=== Records for the task ===

━━━━━━━━━━

// src/integrations/rotten_tomatoes/extract.rs
//
// Review extraction from Rotten Tomatoes review pages.
//
// These pages are client-rendered: cards only exist after the SPA hydrates,
// and more load as the page scrolls. Extraction therefore drives a live
// BrowserSession instead of parsing fetched markup.

use chrono::{DateTime, Datelike, Duration as ChronoDuration, NaiveDate, Utc};
use regex::Regex;
use std::time::Duration;

use crate::domain::review::{fingerprint_text, RawReview, ReviewCategory, SkipReason};
use crate::error::AppResult;
use crate::integrations::ports::{BrowserSession, ElementNode};

/// Upper bound on the progressive-loading scroll loop.
pub const MAX_SCROLL_ITERATIONS: usize = 5;

/// UI artifact strings the SPA mixes into review text slots.
const TEXT_ARTIFACTS: [&str; 3] = ["Content collapsed.", "See Less", "See More"];

const CARD_SELECTOR: &str = "review-card";
const DRAWER_SELECTOR: &str = r#"drawer-more[slot="review"]"#;
const CONTENT_SELECTOR: &str = r#"span[slot="content"]"#;
const AUTHOR_SELECTOR: &str = r#"rt-link[slot="name"]"#;
const TIMESTAMP_SELECTOR: &str = r#"span[slot="timestamp"]"#;

pub struct ExtractOptions {
    pub max_reviews: usize,
    pub min_chars: usize,
    /// How long to wait for the first card to hydrate
    pub card_wait: Duration,
    /// Pause between scroll iterations so lazy content can load
    pub scroll_pause: Duration,
    /// Reference clock for resolving relative timestamps
    pub now: DateTime<Utc>,
}

impl Default for ExtractOptions {
    fn default() -> Self {
        Self {
            max_reviews: 20,
            min_chars: 20,
            card_wait: Duration::from_secs(5),
            scroll_pause: Duration::from_secs(2),
            now: Utc::now(),
        }
    }
}

/// Collect review cards from the page the session is currently on.
///
/// Waits for the first card (timeout means "no reviews here", not an
/// error), then scrolls to trigger lazy loading until the target count is
/// reached or the page stops growing.
pub async fn collect_cards(
    session: &mut dyn BrowserSession,
    category: ReviewCategory,
    options: &ExtractOptions,
) -> AppResult<Vec<RawReview>> {
    if !session.wait_for(CARD_SELECTOR, options.card_wait).await? {
        log::info!("no review cards appeared for {} listing", category);
        return Ok(Vec::new());
    }

    let mut last_height = session.page_height().await?;
    for _ in 0..MAX_SCROLL_ITERATIONS {
        let loaded = session.query(CARD_SELECTOR).await?.len();
        if loaded >= options.max_reviews {
            break;
        }
        session.scroll_to_bottom().await?;
        tokio::time::sleep(options.scroll_pause).await;

        let height = session.page_height().await?;
        if height == last_height {
            break;
        }
        last_height = height;
    }

    let cards = session.query(CARD_SELECTOR).await?;
    let mut reviews = Vec::new();
    for card in cards.iter().take(options.max_reviews) {
        match parse_review_card(card.as_ref(), category, options.min_chars, options.now) {
            Ok(review) => reviews.push(review),
            Err(reason) => log::debug!("skipped {} card: {}", category, reason),
        }
    }

    log::info!("extracted {} reviews from {} listing", reviews.len(), category);
    Ok(reviews)
}

/// Parse one review-card element. The review text lives in light-DOM slots:
/// <review-card><drawer-more slot="review"><span slot="content">TEXT</span>...
pub fn parse_review_card(
    card: &dyn ElementNode,
    category: ReviewCategory,
    min_chars: usize,
    now: DateTime<Utc>,
) -> Result<RawReview, SkipReason> {
    let raw_text = card
        .find(DRAWER_SELECTOR)
        .and_then(|drawer| {
            drawer
                .find(CONTENT_SELECTOR)
                .map(|span| span.text())
                .or_else(|| Some(drawer.text()))
        })
        .or_else(|| card.find(CONTENT_SELECTOR).map(|span| span.text()));

    let Some(raw_text) = raw_text else {
        return Err(SkipReason::BodyMissing);
    };

    let text = clean_review_text(&raw_text);
    if text.is_empty() {
        return Err(SkipReason::BodyMissing);
    }
    let length = text.chars().count();
    if length < min_chars {
        return Err(SkipReason::ContentTooShort { length });
    }

    let author = card
        .find(AUTHOR_SELECTOR)
        .map(|el| el.text().trim().to_string())
        .filter(|name| !name.is_empty());

    let published_at = card
        .find(TIMESTAMP_SELECTOR)
        .and_then(|el| parse_review_timestamp(&el.text(), now));

    // The source publishes no review id; derive a stable one from content
    let source_id = format!("rt_{}_{}", category, &fingerprint_text(&text)[..16]);

    let mut review = RawReview::from_text(source_id, text, category);
    review.author = author;
    review.published_at = published_at;
    Ok(review)
}

fn clean_review_text(raw: &str) -> String {
    let mut text = raw.to_string();
    for artifact in TEXT_ARTIFACTS {
        text = text.replace(artifact, "");
    }
    text.split_whitespace().collect::<Vec<_>>().join(" ")
}

/// Resolve the timestamp formats the SPA renders:
/// - full date: "Aug 26, 2024"
/// - bare month+day: "Aug 26" (current year, unless that lands in the
///   future, in which case it was last year)
/// - relative tokens: "2d", "3w", "1mo", ...
pub fn parse_review_timestamp(raw: &str, now: DateTime<Utc>) -> Option<DateTime<Utc>> {
    let trimmed = raw.trim();
    if trimmed.is_empty() {
        return None;
    }

    if trimmed.contains(',') {
        return NaiveDate::parse_from_str(trimmed, "%b %d, %Y")
            .ok()
            .and_then(|date| date.and_hms_opt(0, 0, 0))
            .map(|naive| naive.and_utc());
    }

    let with_year = format!("{}, {}", trimmed, now.year());
    if let Ok(date) = NaiveDate::parse_from_str(&with_year, "%b %d, %Y") {
        let parsed = date.and_hms_opt(0, 0, 0)?.and_utc();
        if parsed > now {
            let last_year = format!("{}, {}", trimmed, now.year() - 1);
            return NaiveDate::parse_from_str(&last_year, "%b %d, %Y")
                .ok()
                .and_then(|d| d.and_hms_opt(0, 0, 0))
                .map(|naive| naive.and_utc());
        }
        return Some(parsed);
    }

    let relative = Regex::new(r"^(\d+)\s*(mo|[smhdwy])$").unwrap();
    let caps = relative.captures(trimmed)?;
    let value: i64 = caps[1].parse().ok()?;
    let delta = match &caps[2] {
        "s" => ChronoDuration::seconds(value),
        "m" => ChronoDuration::minutes(value),
        "h" => ChronoDuration::hours(value),
        "d" => ChronoDuration::days(value),
        "w" => ChronoDuration::weeks(value),
        "mo" => ChronoDuration::days(value * 30),
        "y" => ChronoDuration::days(value * 365),
        _ => return None,
    };
    Some(now - delta)
}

━━━━━━━━━━

=== Task to complete ===
From the entries, report each line that includes the word "Regex".

=== Answer area ===
use regex::Regex;
    let relative = Regex::new(r"^(\d+)\s*(mo|[smhdwy])$").unwrap();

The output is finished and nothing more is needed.